Assigned task: Set down, exactly, every line from the top of the listing through the one holding "or already consumed.".

Listed records:
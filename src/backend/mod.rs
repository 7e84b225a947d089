//! Identity backend abstraction
//!
//! The engine never talks to a concrete identity SDK. Everything it needs is
//! behind [`AuthBackend`]: sign-in, linking, deletion, profile updates,
//! re-authentication, and a change-notification subscription. Production
//! code supplies an adapter over the real SDK; tests use the mock in the
//! `testing` module.

use crate::models::{Credential, Provider, UserData};
use async_trait::async_trait;
use std::fmt;
use tokio::sync::broadcast;

/// Error codes reported by the backend identity SDK.
///
/// Each code has exactly one counterpart in
/// [`UserError`](crate::errors::UserError); the conversion lives in
/// `errors.rs`.
#[derive(Debug, Clone, Copy, PartialEq, Eq)]
pub enum BackendErrorCode {
    /// Connectivity failure between the device and the backend.
    Network,
    /// No account matches the request.
    UserNotFound,
    /// The cached user token is no longer valid.
    UserTokenExpired,
    /// The email address is malformed.
    InvalidEmail,
    /// The account has been administratively disabled.
    UserDisabled,
    /// Password sign-in was attempted with the wrong password.
    WrongPassword,
    /// The supplied credential is malformed, expired, or already consumed.
    InvalidCredential,
    /// The credential's email address belongs to another account.
    EmailAlreadyInUse,
    /// The operation is disabled in the backend project configuration.
    OperationNotAllowed,
    /// The API key shipped with the app is invalid.
    InvalidApiKey,
    /// The app is not authorized to use the backend project.
    AppNotAuthorized,
    /// The password does not meet the backend's strength requirements.
    WeakPassword,
    /// The local credential store could not be accessed.
    Keychain,
    /// Re-authentication used a credential for a different user.
    UserMismatch,
    /// A sensitive operation requires a recent sign-in.
    RequiresRecentLogin,
    /// The provider is already linked to the current user.
    ProviderAlreadyLinked,
    /// Anything the SDK reports that has no dedicated code here.
    Other,
}

/// A failure reported by the backend identity SDK.
#[derive(Debug, Clone)]
pub struct BackendError {
    /// The SDK error code.
    pub code: BackendErrorCode,
    /// Optional human-readable detail, e.g. the weak-password reason.
    pub message: Option<String>,
}

impl BackendError {
    /// A backend error with no detail message.
    #[must_use]
    pub const fn new(code: BackendErrorCode) -> Self {
        Self {
            code,
            message: None,
        }
    }

    /// A backend error with a detail message.
    #[must_use]
    pub fn with_message(code: BackendErrorCode, message: &str) -> Self {
        Self {
            code,
            message: Some(message.to_string()),
        }
    }
}

impl fmt::Display for BackendError {
    fn fmt(&self, f: &mut fmt::Formatter<'_>) -> fmt::Result {
        match &self.message {
            Some(message) => write!(f, "backend error {:?}: {message}", self.code),
            None => write!(f, "backend error {:?}", self.code),
        }
    }
}

impl std::error::Error for BackendError {}

/// The identity backend the engine orchestrates.
///
/// Implementations own the notion of a "current user": at most one identity
/// is signed in at a time, and every mutating call below operates on it.
/// Implementations must emit a fresh [`UserData`] snapshot (or `None` after
/// sign-out and deletion) on the channel returned by
/// [`subscribe`](AuthBackend::subscribe) whenever backend state changes of
/// its own accord; the engine supplements that feed for mutations the SDK
/// does not announce, such as linking.
#[async_trait]
pub trait AuthBackend: Send + Sync {
    /// A snapshot of the currently signed-in user, if any.
    fn current_user(&self) -> Option<UserData>;

    /// Create and sign in a new anonymous user.
    ///
    /// # Errors
    ///
    /// Returns the backend's failure, e.g. network or configuration errors.
    async fn sign_in_anonymously(&self) -> Result<UserData, BackendError>;

    /// Sign in with the given credential, replacing any current session.
    ///
    /// # Errors
    ///
    /// Returns the backend's failure, e.g. wrong password or an invalid or
    /// already-consumed credential.
    async fn sign_in(&self, credential: &Credential) -> Result<UserData, BackendError>;

    /// Create a new account with an email and password, then sign in.
    ///
    /// # Errors
    ///
    /// Returns the backend's failure, e.g. email-already-in-use or a weak
    /// password.
    async fn create_user(&self, email: &str, password: &str) -> Result<UserData, BackendError>;

    /// Attach the credential to the currently signed-in user, keeping its id.
    ///
    /// # Errors
    ///
    /// Returns the backend's failure. `EmailAlreadyInUse` signals that the
    /// credential's underlying account already exists elsewhere; with email
    /// enumeration protection enabled this is the only such signal.
    async fn link(&self, credential: &Credential) -> Result<UserData, BackendError>;

    /// Re-assert that the current user owns the credential.
    ///
    /// Never creates, deletes, or links identities.
    ///
    /// # Errors
    ///
    /// Returns the backend's failure, e.g. `UserMismatch` when the credential
    /// belongs to somebody else.
    async fn reauthenticate(&self, credential: &Credential) -> Result<(), BackendError>;

    /// Update the current user's display name.
    ///
    /// # Errors
    ///
    /// Returns the backend's failure.
    async fn update_profile(&self, display_name: Option<&str>) -> Result<(), BackendError>;

    /// Change the current user's email address.
    ///
    /// # Errors
    ///
    /// Returns the backend's failure, e.g. `RequiresRecentLogin`.
    async fn update_email(&self, new_email: &str) -> Result<(), BackendError>;

    /// Send a verification message to the new email address. The address
    /// only changes once the user confirms it out of band.
    ///
    /// # Errors
    ///
    /// Returns the backend's failure, e.g. an invalid or already-taken
    /// address.
    async fn verify_before_update_email(&self, new_email: &str) -> Result<(), BackendError>;

    /// Change the current user's password. Requires a linked password
    /// provider.
    ///
    /// # Errors
    ///
    /// Returns the backend's failure, e.g. a weak password.
    async fn update_password(&self, new_password: &str) -> Result<(), BackendError>;

    /// Delete the current user's account.
    ///
    /// # Errors
    ///
    /// Returns the backend's failure. `RequiresRecentLogin` is surfaced when
    /// the backend's trust rules demand a recent authentication.
    async fn delete_current_user(&self) -> Result<(), BackendError>;

    /// Sign out the current user.
    ///
    /// # Errors
    ///
    /// Returns the backend's failure, e.g. a keychain error.
    async fn sign_out(&self) -> Result<(), BackendError>;

    /// The providers an email address can sign in with.
    ///
    /// # Errors
    ///
    /// Returns the backend's failure, e.g. an invalid email.
    async fn sign_in_methods(&self, email: &str) -> Result<Vec<Provider>, BackendError>;

    /// A fresh access token for the current user, or `None` when signed out.
    ///
    /// # Errors
    ///
    /// Returns the backend's failure, e.g. an expired user token.
    async fn access_token(&self) -> Result<Option<String>, BackendError>;

    /// Subscribe to backend-originated identity changes.
    ///
    /// Each emission is the post-change snapshot of the current user.
    fn subscribe(&self) -> broadcast::Receiver<Option<UserData>>;
}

Task result:
filename src/backend/mod.rs
repository 7e84b225a947d089
//! Identity backend abstraction
//!
//! The engine never talks to a concrete identity SDK. Everything it needs is
//! behind [`AuthBackend`]: sign-in, linking, deletion, profile updates,
//! re-authentication, and a change-notification subscription. Production
//! code supplies an adapter over the real SDK; tests use the mock in the
//! `testing` module.

use crate::models::{Credential, Provider, UserData};
use async_trait::async_trait;
use std::fmt;
use tokio::sync::broadcast;

/// Error codes reported by the backend identity SDK.
///
/// Each code has exactly one counterpart in
/// [`UserError`](crate::errors::UserError); the conversion lives in
/// `errors.rs`.
#[derive(Debug, Clone, Copy, PartialEq, Eq)]
pub enum BackendErrorCode {
    /// Connectivity failure between the device and the backend.
    Network,
    /// No account matches the request.
    UserNotFound,
    /// The cached user token is no longer valid.
    UserTokenExpired,
    /// The email address is malformed.
    InvalidEmail,
    /// The account has been administratively disabled.
    UserDisabled,
    /// Password sign-in was attempted with the wrong password.
    WrongPassword,
    /// The supplied credential is malformed, expired, or already consumed.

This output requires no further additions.